|A Sea Lamprey mouth, close up|
A tiny prototype robot that functions like a living creature is being developed which one day could be safely used to pinpoint diseases within the human body.
Called ‘Cyberplasm’, it will combine advanced microelectronics with latest research in biomimicry (technology inspired by nature). The aim is for Cyberplasm to have an electronic nervous system, ‘eye’ and ‘nose’ sensors derived from mammalian cells, as well as artificial muscles that use glucose as an energy source to propel it.
The intention is to engineer and integrate robot components that respond to light and chemicals in the same way as biological systems. This is a completely innovative way of pushing robotics forward.
Cyberplasm is being developed over the next few years as part of an international collaboration funded by the Engineering and Physical Sciences Research Council (EPSRC) in the UK and the National Science Foundation (NSF) in the USA. The UK-based work is taking place at Newcastle University. The project originated from a ‘sandpit’ (idea gathering session) on synthetic biology jointly funded by the two organisations.
Cyberplasm will be designed to mimic key functions of the sea lamprey, a creature found mainly in the Atlantic Ocean. It is believed this approach will enable the micro-robot to be extremely sensitive and responsive to the environment it is put into. Future uses could include the ability to swim unobtrusively through the human body to detect a whole range of diseases.
The sea lamprey has a very primitive nervous system, which is easier to mimic than more sophisticated nervous systems. This, together with the fact that it swims, made the sea lamprey the best candidate for the project team to base Cyberplasm on.
Once it is developed the Cyberplasm prototype will be less than 1cm long. Future versions could potentially be less than 1mm long or even built on a nanoscale.
“Nothing matches a living creature’s natural ability to see and smell its environment and therefore to collect data on what’s going on around it,” says bioengineer Dr Daniel Frankel of Newcastle University, who is leading the UK-based work.
Cyberplasm’s sensors are being developed to respond to external stimuli by converting them into electronic impulses that are sent to an electronic ‘brain’ equipped with sophisticated microchips. This brain will then send electronic messages to artificial muscles telling them how to contract and relax, enabling the robot to navigate its way safely using an undulating motion.
Similarly, data on the chemical make-up of the robot’s surroundings can be collected and stored via these systems for later recovery by the robot’s operators.
Cyberplasm could also represent the first step on the road to important advances in, for example, advanced prosthetics where living muscle tissue might be engineered to contract and relax in response to stimulation from light waves or electronic signals.
“We’re currently developing and testing Cyberplasm’s individual components,” says Daniel Frankel. “We hope to get to the assembly stage within a couple of years. We believe Cyberplasm could start being used in real-world situations within five years”.
Notes for Editors
The UK element of the Cyberplasm project is a three-year initiative that is receiving EPSRC funding of just over £298,000.
The Cyberplasm team includes:
- Professor Joseph Ayers, Northeastern University, USA (animal robots expert)

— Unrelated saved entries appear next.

use thiserror::Error;

#[derive(Debug, Error)]
pub enum CryptoError {
    #[error("Key generation failed: {0}")]
    KeyGeneration(String),

    #[error("AEAD encryption failed")]
    SealFailed,

    #[error("AEAD decryption failed (authentication tag mismatch — possible tampering)")]
    AuthFailed,

    #[error("Key derivation failed: {0}")]
    DerivationFailed(String),

    #[error("Invalid key material: {0}")]
    InvalidKey(String),

    #[error("Signing failed: {0}")]
    Signing(String),

    #[error("Key encoding failed: {0}")]
    KeyEncoding(String),

    #[error("Base64 decode error: {0}")]
    Base64Decode(#[from] base64::DecodeError),
}
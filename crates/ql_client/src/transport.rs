//! Transport collaborator — the client's authenticated view of the relay.
//!
//! In production this is HTTPS with a bearer token; both are external to
//! the core, so the trait carries the already-authenticated caller id and
//! typed JSON bodies.  Tests wire it straight into an in-process
//! `RelayValidator`.

use async_trait::async_trait;

use ql_proto::api::{
    ConfirmRequest, ConfirmResponse, ConversationResponse, InitiateRequest, InitiateResponse,
    PendingResponse, ReportFailureRequest, RespondRequest, RespondResponse, SendMessageRequest,
    SendMessageResponse, StatusResponse,
};
use ql_proto::{ProtocolError, SessionView};

#[async_trait]
pub trait Transport: Send + Sync {
    async fn initiate(
        &self,
        caller: &str,
        req: &InitiateRequest,
    ) -> Result<InitiateResponse, ProtocolError>;

    async fn respond(
        &self,
        caller: &str,
        req: &RespondRequest,
    ) -> Result<RespondResponse, ProtocolError>;

    async fn confirm(
        &self,
        caller: &str,
        req: &ConfirmRequest,
    ) -> Result<ConfirmResponse, ProtocolError>;

    async fn report_failure(
        &self,
        caller: &str,
        req: &ReportFailureRequest,
    ) -> Result<ConfirmResponse, ProtocolError>;

    async fn session(&self, caller: &str, session_id: &str)
        -> Result<SessionView, ProtocolError>;

    async fn status(&self, caller: &str, session_id: &str)
        -> Result<StatusResponse, ProtocolError>;

    async fn pending(&self, caller: &str) -> Result<PendingResponse, ProtocolError>;

    async fn send_message(
        &self,
        caller: &str,
        req: &SendMessageRequest,
    ) -> Result<SendMessageResponse, ProtocolError>;

    async fn conversation(
        &self,
        caller: &str,
        peer: &str,
    ) -> Result<ConversationResponse, ProtocolError>;
}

- Professor Vlad Parpura, University of Alabama, USA (neuroscientist)
- Professor Chris Voigt, MIT, USA (synthetic biologist)
- Dr Daniel Frankel, Newcastle University (bioengineer).

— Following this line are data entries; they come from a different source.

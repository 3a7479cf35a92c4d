//! Relay-side validator — guards every ledger transition.
//!
//! Check order for handshake transitions, in this exact sequence:
//!   1. field presence and canonical encoding,
//!   2. timestamp freshness (BEFORE any signature work or ledger mutation),
//!   3. record fetch, then caller authorization against it (the transport
//!      has already authenticated the caller id; here it must also be the
//!      expected party for the attempted transition),
//!   4. signature over the reconstructed canonical payload,
//!   5. status gate,
//!   6. record expiry,
//!   7. sequence monotonicity (channel messages).
//!
//! Failures abort the transition, leave the record untouched, and write an
//! audit entry.  Concurrent transitions on one record are serialised by
//! the ledger's compare-and-set versioning: the loser re-reads,
//! re-validates, and usually discovers `InvalidStatus` or `ReplayDetected`.

use std::sync::Arc;

use ql_crypto::{ecdh, sign};
use ql_proto::api::{
    ConfirmRequest, ConfirmResponse, ConversationResponse, InitiateRequest, InitiateResponse,
    PendingResponse, ReportFailureRequest, RespondRequest, RespondResponse, SendMessageRequest,
    SendMessageResponse, StatusResponse,
};
use ql_proto::canonical;
use ql_proto::encoding::{b64d, b64d_array};
use ql_proto::message::MAX_SEALED_BYTES;
use ql_proto::record::FRESHNESS_WINDOW_MS;
use ql_proto::{
    Clock, HandshakeRecord, MessageRecord, ProtocolError, Role, SessionStatus, SessionView,
};

use crate::audit::{AuditEvent, AuditSink};
use crate::directory::DirectoryLookup;
use crate::error::StoreError;
use crate::ledger::LedgerStore;

/// Attempts before giving up on a contended record.
const CAS_RETRIES: usize = 3;

pub struct RelayValidator {
    directory: Arc<dyn DirectoryLookup>,
    ledger: Arc<dyn LedgerStore>,
    audit: Arc<dyn AuditSink>,
    clock: Arc<dyn Clock>,
}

For more information on the synthetic biology sandpit that led to this collaboration between EPSRC and NSF read the 2009 news item: Synthetic biology sandpit: collaboration between EPSRC and US NSF
EPSRC is the main UK government agency for funding research and training in engineering and the physical sciences, investing more than £800 million a year in a broad range of subjects – from mathematics to materials science, and from information technology to structural engineering.
National Science Foundation (NSF)
NSF is an independent federal agency created by the US Congress in 1950. With an annual budget of about $6.9 billion (FY 2010), it is the funding source for approximately 20 per cent of all federally-supported basic research conducted by America's colleges and universities. In many fields, such as mathematics, computer science and the social sciences, NSF is the major source of federal backing.
For more information, contact:Dr Daniel Frankel, School of Chemical Engineering and Advanced Materials, Newcastle University, Tel: 0191 222 6782
Images are available from the EPSRC Press Office. Contact 01793 444404
For further images see the Great Lakes Fishery Commission - Image gallery(sea lampreys)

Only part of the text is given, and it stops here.